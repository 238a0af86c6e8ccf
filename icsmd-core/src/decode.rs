//! Calendar decoding: raw bytes to sorted, normalized events.

use crate::convert::{HtmlToMarkdown, MarkdownConverter};
use crate::error::DecodeResult;
use crate::event::{AttributePresence, Event, zero_timestamp};
use crate::ics::{CalendarParser, EventComponent, IcsParser};
use crate::line_break;

/// Events sorted by start, plus which attributes appear anywhere in them.
#[derive(Debug, Clone, PartialEq, Eq)]
pub struct Decoded {
    pub events: Vec<Event>,
    pub presence: AttributePresence,
}

impl Decoded {
    pub fn into_parts(self) -> (Vec<Event>, AttributePresence) {
        (self.events, self.presence)
    }
}

/// Decodes calendars with a pluggable grammar parser and description converter.
#[derive(Debug, Default, Clone)]
pub struct Decoder<P = IcsParser, C = HtmlToMarkdown> {
    parser: P,
    converter: C,
}

impl<P: CalendarParser, C: MarkdownConverter> Decoder<P, C> {
    pub fn new(parser: P, converter: C) -> Self {
        Decoder { parser, converter }
    }

    /// Parse `raw` and return its VEVENTs sorted by start time.
    ///
    /// Events with equal starts keep their order in the file. Only a parse
    /// failure is an error; missing times, empty fields and unconvertible
    /// descriptions are all tolerated.
    pub fn decode(&self, raw: &[u8]) -> DecodeResult<Decoded> {
        let document = self.parser.parse(raw)?;

        let mut events: Vec<Event> = document
            .events()
            .map(|component| self.to_event(component))
            .collect();

        // Stable: ties keep input order.
        events.sort_by(|a, b| a.start().cmp(&b.start()));

        let presence = document
            .events()
            .fold(AttributePresence::default(), observe_raw);
        tracing::debug!(
            events = events.len(),
            components = document.components.len(),
            ?presence,
            "decoded calendar"
        );

        Ok(Decoded { events, presence })
    }

    fn to_event(&self, component: &EventComponent) -> Event {
        let summary = non_empty(component.summary.as_deref());
        let location = non_empty(component.location.as_deref());
        let description = non_empty(component.description.as_deref())
            .map(|raw| self.convert_description(raw))
            .unwrap_or_default();

        Event::new(
            summary.unwrap_or_default(),
            component.start.unwrap_or_else(zero_timestamp),
            component.end.unwrap_or_else(zero_timestamp),
            line_break::normalize(&description),
            location.unwrap_or_default(),
        )
    }

    fn convert_description(&self, raw: &str) -> String {
        match self.converter.convert(raw) {
            Ok(markdown) => markdown,
            Err(e) => {
                tracing::warn!(error = %e, "could not convert description, keeping raw text");
                raw.to_string()
            }
        }
    }
}

fn non_empty(value: Option<&str>) -> Option<&str> {
    value.filter(|v| !v.is_empty())
}

/// Presence counts the property as written, so a description whose markup
/// converts to nothing still gets its column.
fn observe_raw(presence: AttributePresence, component: &EventComponent) -> AttributePresence {
    let has = |value: &Option<String>| non_empty(value.as_deref()).is_some();
    AttributePresence {
        summary: presence.summary || has(&component.summary),
        description: presence.description || has(&component.description),
        location: presence.location || has(&component.location),
        ..presence
    }
}

/// Decode with the default ICS parser and HTML converter.
pub fn decode(raw: &[u8]) -> DecodeResult<Decoded> {
    Decoder::<IcsParser, HtmlToMarkdown>::default().decode(raw)
}

#[cfg(test)]
mod tests {
    use super::*;
    use crate::error::{ConvertError, DecodeError};
    use crate::event::Timestamp;
    use crate::ics::{CalendarDocument, Component};
    use chrono::{TimeZone, Utc};

    fn at(day: u32, hour: u32) -> Timestamp {
        Utc.with_ymd_and_hms(2024, 1, day, hour, 0, 0)
            .unwrap()
            .fixed_offset()
    }

    /// Returns a fixed document regardless of input.
    struct FakeParser(CalendarDocument);

    impl CalendarParser for FakeParser {
        fn parse(&self, _raw: &[u8]) -> DecodeResult<CalendarDocument> {
            Ok(self.0.clone())
        }
    }

    struct FailingParser;

    impl CalendarParser for FailingParser {
        fn parse(&self, _raw: &[u8]) -> DecodeResult<CalendarDocument> {
            Err(DecodeError::Grammar("unexpected token".into()))
        }
    }

    struct Identity;

    impl MarkdownConverter for Identity {
        fn convert(&self, text: &str) -> Result<String, ConvertError> {
            Ok(text.to_string())
        }
    }

    struct Shouting;

    impl MarkdownConverter for Shouting {
        fn convert(&self, text: &str) -> Result<String, ConvertError> {
            Ok(text.to_uppercase())
        }
    }

    struct Blank;

    impl MarkdownConverter for Blank {
        fn convert(&self, _text: &str) -> Result<String, ConvertError> {
            Ok(String::new())
        }
    }

    struct Broken;

    impl MarkdownConverter for Broken {
        fn convert(&self, _text: &str) -> Result<String, ConvertError> {
            Err(ConvertError::Failed("boom".into()))
        }
    }

    fn event(summary: &str, start: Timestamp, end: Timestamp) -> Component {
        Component::Event(EventComponent {
            start: Some(start),
            end: Some(end),
            summary: Some(summary.to_string()),
            ..Default::default()
        })
    }

    fn doc(components: Vec<Component>) -> CalendarDocument {
        CalendarDocument { components }
    }

    #[test]
    fn test_decode_sorts_by_start_keeping_tie_order() {
        let parser = FakeParser(doc(vec![
            event("late", at(3, 9), at(3, 10)),
            event("tie-first", at(1, 9), at(1, 10)),
            event("early", at(1, 8), at(1, 9)),
            event("tie-second", at(1, 9), at(1, 11)),
        ]));

        let decoded = Decoder::new(parser, Identity).decode(b"").unwrap();
        let summaries: Vec<_> = decoded.events.iter().map(|e| e.summary()).collect();

        assert_eq!(summaries, vec!["early", "tie-first", "tie-second", "late"]);
        assert!(
            decoded
                .events
                .windows(2)
                .all(|pair| pair[0].start() <= pair[1].start())
        );
    }

    #[test]
    fn test_decode_ignores_other_components() {
        let parser = FakeParser(doc(vec![
            Component::Other {
                name: "VTIMEZONE".into(),
            },
            event("only", at(1, 9), at(1, 10)),
            Component::Other {
                name: "VTODO".into(),
            },
        ]));

        let decoded = Decoder::new(parser, Identity).decode(b"").unwrap();
        assert_eq!(decoded.events.len(), 1);
    }

    #[test]
    fn test_decode_missing_times_become_zero() {
        let parser = FakeParser(doc(vec![Component::Event(EventComponent {
            summary: Some("floating".into()),
            ..Default::default()
        })]));

        let decoded = Decoder::new(parser, Identity).decode(b"").unwrap();
        assert_eq!(decoded.events[0].start(), zero_timestamp());
        assert_eq!(decoded.events[0].end(), zero_timestamp());
    }

    #[test]
    fn test_decode_presence_ignores_empty_values() {
        let parser = FakeParser(doc(vec![
            Component::Event(EventComponent {
                start: Some(at(1, 9)),
                end: Some(at(1, 10)),
                summary: Some(String::new()),
                location: Some(String::new()),
                description: None,
            }),
            Component::Event(EventComponent {
                start: Some(at(2, 9)),
                end: Some(at(2, 10)),
                summary: None,
                location: Some("Library".into()),
                description: Some(String::new()),
            }),
        ]));

        let presence = Decoder::new(parser, Identity).decode(b"").unwrap().presence;

        assert!(presence.start && presence.end);
        assert!(presence.location);
        assert!(!presence.summary);
        assert!(!presence.description);
    }

    #[test]
    fn test_decode_converts_then_normalizes_description() {
        let parser = FakeParser(doc(vec![Component::Event(EventComponent {
            start: Some(at(1, 9)),
            end: Some(at(1, 10)),
            description: Some("first\r\nsecond\nthird".into()),
            ..Default::default()
        })]));

        let decoded = Decoder::new(parser, Shouting).decode(b"").unwrap();
        assert_eq!(decoded.events[0].description(), "FIRST<br>SECOND<br>THIRD");
    }

    #[test]
    fn test_decode_keeps_raw_description_when_conversion_fails() {
        let parser = FakeParser(doc(vec![Component::Event(EventComponent {
            start: Some(at(1, 9)),
            end: Some(at(1, 10)),
            description: Some("<p>raw\nhtml</p>".into()),
            ..Default::default()
        })]));

        let decoded = Decoder::new(parser, Broken).decode(b"").unwrap();
        assert_eq!(decoded.events[0].description(), "<p>raw<br>html</p>");
        assert!(decoded.presence.description);
    }

    #[test]
    fn test_decode_keeps_empty_conversion_and_presence() {
        let parser = FakeParser(doc(vec![Component::Event(EventComponent {
            start: Some(at(1, 9)),
            end: Some(at(1, 10)),
            description: Some("<p></p>".into()),
            ..Default::default()
        })]));

        let decoded = Decoder::new(parser, Blank).decode(b"").unwrap();
        assert_eq!(decoded.events[0].description(), "");
        assert!(decoded.presence.description);
    }

    #[test]
    fn test_decode_markup_only_description() {
        let ics = "BEGIN:VCALENDAR\r\n\
VERSION:2.0\r\n\
BEGIN:VEVENT\r\n\
UID:1\r\n\
DTSTART:20240110T090000Z\r\n\
DTEND:20240110T093000Z\r\n\
SUMMARY:Standup\r\n\
DESCRIPTION:<br>\r\n\
END:VEVENT\r\n\
END:VCALENDAR\r\n";

        let decoded = decode(ics.as_bytes()).unwrap();
        assert_eq!(decoded.events[0].description(), "");
        assert!(decoded.presence.description);
    }

    #[test]
    fn test_decode_propagates_parse_error() {
        let err = Decoder::new(FailingParser, Identity)
            .decode(b"whatever")
            .unwrap_err();
        assert_eq!(err, DecodeError::Grammar("unexpected token".into()));
    }

    #[test]
    fn test_decode_real_calendar() {
        let ics = "BEGIN:VCALENDAR\r\n\
VERSION:2.0\r\n\
PRODID:-//Example//Export//EN\r\n\
BEGIN:VEVENT\r\n\
UID:2\r\n\
DTSTART:20240110T130000Z\r\n\
DTEND:20240110T140000Z\r\n\
SUMMARY:Lunch\r\n\
DESCRIPTION:<p>Bring <b>food</b></p>\r\n\
END:VEVENT\r\n\
BEGIN:VEVENT\r\n\
UID:1\r\n\
DTSTART:20240110T090000Z\r\n\
DTEND:20240110T093000Z\r\n\
SUMMARY:Standup\r\n\
DESCRIPTION:Line one\\nLine two\r\n\
END:VEVENT\r\n\
END:VCALENDAR\r\n";

        let (events, presence) = decode(ics.as_bytes()).unwrap().into_parts();

        assert_eq!(events[0].summary(), "Standup");
        assert_eq!(events[0].description(), "Line one<br>Line two");
        assert_eq!(events[1].summary(), "Lunch");
        assert_eq!(events[1].description(), "Bring **food**");
        assert!(presence.summary && presence.description);
        assert!(!presence.location);
    }

    #[test]
    fn test_decode_malformed_bytes() {
        let result = decode(b"this is not a calendar");
        assert_eq!(result, Err(DecodeError::NotACalendar));
    }
}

┄┄┄┄┄┄

Whenever a line of the records above contains the word "IcsParser", it counts toward the total; give that total alone.

> [SOLUTION TO THE EXERCISE] 3